## Exercise
Identify, in the records below, every line where the string "PathBuf" appears, and copy each such line.
BEGIN Provided information
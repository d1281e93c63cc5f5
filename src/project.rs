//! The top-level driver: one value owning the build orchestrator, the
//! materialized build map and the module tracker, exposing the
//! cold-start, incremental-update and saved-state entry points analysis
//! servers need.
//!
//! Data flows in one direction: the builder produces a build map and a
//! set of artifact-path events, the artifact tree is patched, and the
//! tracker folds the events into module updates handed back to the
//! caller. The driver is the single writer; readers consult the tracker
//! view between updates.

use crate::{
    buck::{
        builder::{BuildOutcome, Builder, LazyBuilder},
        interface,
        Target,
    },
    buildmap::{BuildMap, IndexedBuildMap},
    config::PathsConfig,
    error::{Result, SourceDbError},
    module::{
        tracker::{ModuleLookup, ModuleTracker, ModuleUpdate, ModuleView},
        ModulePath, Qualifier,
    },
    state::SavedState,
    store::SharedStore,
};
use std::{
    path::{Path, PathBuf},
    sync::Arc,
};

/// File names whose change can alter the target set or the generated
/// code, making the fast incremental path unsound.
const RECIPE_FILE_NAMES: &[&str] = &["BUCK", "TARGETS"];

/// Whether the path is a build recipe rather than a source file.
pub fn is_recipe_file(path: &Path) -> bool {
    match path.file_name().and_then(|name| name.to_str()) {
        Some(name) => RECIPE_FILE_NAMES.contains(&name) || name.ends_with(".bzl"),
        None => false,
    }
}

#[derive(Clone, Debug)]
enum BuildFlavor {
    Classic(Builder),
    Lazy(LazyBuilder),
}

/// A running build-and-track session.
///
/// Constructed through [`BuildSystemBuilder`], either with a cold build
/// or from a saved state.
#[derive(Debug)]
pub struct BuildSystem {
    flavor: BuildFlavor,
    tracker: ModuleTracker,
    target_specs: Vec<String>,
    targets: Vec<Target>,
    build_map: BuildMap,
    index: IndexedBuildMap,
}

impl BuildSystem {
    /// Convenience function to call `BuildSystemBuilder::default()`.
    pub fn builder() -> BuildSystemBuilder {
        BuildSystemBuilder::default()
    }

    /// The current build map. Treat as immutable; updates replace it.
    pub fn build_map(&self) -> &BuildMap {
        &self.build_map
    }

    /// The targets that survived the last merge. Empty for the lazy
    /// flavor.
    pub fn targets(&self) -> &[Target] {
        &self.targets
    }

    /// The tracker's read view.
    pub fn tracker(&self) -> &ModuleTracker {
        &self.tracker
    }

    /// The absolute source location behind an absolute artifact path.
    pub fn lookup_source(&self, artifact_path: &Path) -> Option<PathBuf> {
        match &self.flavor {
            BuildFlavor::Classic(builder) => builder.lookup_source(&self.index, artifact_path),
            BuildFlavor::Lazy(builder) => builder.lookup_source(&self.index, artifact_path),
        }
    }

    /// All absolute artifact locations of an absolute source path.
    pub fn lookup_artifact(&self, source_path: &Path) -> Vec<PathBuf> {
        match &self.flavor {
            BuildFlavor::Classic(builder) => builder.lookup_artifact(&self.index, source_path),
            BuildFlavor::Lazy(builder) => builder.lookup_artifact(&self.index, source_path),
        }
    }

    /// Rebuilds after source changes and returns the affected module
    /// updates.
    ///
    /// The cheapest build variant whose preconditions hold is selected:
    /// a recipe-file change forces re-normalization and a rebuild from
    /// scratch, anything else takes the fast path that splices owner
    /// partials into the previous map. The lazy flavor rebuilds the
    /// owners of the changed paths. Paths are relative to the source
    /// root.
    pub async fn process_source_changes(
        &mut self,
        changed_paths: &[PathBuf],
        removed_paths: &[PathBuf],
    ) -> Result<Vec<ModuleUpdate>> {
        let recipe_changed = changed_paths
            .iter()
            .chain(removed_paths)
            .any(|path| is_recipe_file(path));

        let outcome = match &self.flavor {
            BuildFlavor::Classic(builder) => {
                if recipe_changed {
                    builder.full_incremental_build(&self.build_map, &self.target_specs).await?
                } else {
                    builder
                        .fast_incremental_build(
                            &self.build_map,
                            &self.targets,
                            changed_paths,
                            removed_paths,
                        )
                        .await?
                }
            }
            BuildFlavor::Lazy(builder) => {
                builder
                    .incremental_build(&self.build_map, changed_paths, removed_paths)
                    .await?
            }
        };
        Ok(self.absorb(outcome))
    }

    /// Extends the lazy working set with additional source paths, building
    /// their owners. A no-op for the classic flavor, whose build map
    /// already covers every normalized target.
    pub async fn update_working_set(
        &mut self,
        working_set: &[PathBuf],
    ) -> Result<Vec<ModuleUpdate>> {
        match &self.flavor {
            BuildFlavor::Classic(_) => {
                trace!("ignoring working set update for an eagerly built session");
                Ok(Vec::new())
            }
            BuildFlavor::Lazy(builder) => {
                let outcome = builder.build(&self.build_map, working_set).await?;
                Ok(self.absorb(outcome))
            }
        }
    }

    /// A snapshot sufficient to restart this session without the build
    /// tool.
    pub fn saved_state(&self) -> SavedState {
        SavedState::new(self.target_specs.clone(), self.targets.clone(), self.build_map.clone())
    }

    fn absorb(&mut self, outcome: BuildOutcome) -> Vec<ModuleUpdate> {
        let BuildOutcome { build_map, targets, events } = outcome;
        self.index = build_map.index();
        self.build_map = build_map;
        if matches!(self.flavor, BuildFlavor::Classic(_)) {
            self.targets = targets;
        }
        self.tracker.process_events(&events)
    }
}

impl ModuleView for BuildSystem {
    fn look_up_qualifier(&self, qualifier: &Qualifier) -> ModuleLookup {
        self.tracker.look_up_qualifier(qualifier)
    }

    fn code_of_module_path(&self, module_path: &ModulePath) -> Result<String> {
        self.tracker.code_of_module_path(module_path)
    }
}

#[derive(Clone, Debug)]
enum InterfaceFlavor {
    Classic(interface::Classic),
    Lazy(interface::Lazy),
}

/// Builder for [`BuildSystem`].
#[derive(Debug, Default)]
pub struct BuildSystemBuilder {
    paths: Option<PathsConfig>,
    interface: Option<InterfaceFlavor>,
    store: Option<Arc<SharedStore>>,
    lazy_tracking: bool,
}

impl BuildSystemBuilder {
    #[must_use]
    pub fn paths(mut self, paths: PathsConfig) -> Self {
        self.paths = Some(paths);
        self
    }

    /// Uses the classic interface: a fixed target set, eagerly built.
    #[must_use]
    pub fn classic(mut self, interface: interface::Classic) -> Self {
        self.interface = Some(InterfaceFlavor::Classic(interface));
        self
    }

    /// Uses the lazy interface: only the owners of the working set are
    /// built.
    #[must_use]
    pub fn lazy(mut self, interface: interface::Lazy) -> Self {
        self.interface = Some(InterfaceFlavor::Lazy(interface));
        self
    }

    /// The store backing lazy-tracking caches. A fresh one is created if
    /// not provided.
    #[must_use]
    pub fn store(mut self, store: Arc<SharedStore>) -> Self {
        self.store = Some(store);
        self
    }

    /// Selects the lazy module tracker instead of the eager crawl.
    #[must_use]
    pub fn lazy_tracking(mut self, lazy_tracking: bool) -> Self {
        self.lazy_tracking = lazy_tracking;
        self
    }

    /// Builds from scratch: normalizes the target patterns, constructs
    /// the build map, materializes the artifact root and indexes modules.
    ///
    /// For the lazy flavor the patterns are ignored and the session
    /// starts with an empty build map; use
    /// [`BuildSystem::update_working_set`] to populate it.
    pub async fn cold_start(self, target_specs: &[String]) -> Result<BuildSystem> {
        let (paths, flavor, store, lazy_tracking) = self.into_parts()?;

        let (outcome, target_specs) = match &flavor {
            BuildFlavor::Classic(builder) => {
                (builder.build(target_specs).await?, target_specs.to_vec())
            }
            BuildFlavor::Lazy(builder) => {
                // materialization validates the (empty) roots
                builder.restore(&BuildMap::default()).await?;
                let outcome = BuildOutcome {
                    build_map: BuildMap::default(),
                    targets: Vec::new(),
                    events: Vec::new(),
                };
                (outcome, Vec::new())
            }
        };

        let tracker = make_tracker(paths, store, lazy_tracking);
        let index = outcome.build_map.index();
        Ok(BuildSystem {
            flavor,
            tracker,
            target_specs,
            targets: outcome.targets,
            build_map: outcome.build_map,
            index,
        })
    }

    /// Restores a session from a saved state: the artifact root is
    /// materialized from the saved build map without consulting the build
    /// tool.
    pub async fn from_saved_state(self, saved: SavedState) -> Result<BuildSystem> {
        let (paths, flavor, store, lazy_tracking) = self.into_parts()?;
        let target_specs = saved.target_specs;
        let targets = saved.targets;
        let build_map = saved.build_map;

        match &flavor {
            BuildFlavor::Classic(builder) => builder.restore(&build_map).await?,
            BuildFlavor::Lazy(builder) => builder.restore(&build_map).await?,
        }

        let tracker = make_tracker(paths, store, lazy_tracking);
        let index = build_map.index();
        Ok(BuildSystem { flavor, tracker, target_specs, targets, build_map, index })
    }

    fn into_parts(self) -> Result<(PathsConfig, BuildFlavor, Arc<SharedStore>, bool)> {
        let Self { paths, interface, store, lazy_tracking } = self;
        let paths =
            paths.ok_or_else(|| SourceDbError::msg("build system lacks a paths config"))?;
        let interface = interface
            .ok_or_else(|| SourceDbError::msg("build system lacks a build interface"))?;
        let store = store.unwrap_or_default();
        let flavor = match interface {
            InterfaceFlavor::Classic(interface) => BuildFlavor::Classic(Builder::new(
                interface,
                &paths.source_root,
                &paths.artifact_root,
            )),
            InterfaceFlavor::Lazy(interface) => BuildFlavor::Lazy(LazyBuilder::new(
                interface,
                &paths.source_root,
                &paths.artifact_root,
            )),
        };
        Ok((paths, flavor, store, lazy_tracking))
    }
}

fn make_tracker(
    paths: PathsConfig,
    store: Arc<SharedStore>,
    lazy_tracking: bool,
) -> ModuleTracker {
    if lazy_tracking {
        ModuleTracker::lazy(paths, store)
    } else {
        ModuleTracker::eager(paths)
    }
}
END Provided information
## Exercise answer
    path::{Path, PathBuf},
    pub fn lookup_source(&self, artifact_path: &Path) -> Option<PathBuf> {
    pub fn lookup_artifact(&self, source_path: &Path) -> Vec<PathBuf> {
        changed_paths: &[PathBuf],
        removed_paths: &[PathBuf],
        working_set: &[PathBuf],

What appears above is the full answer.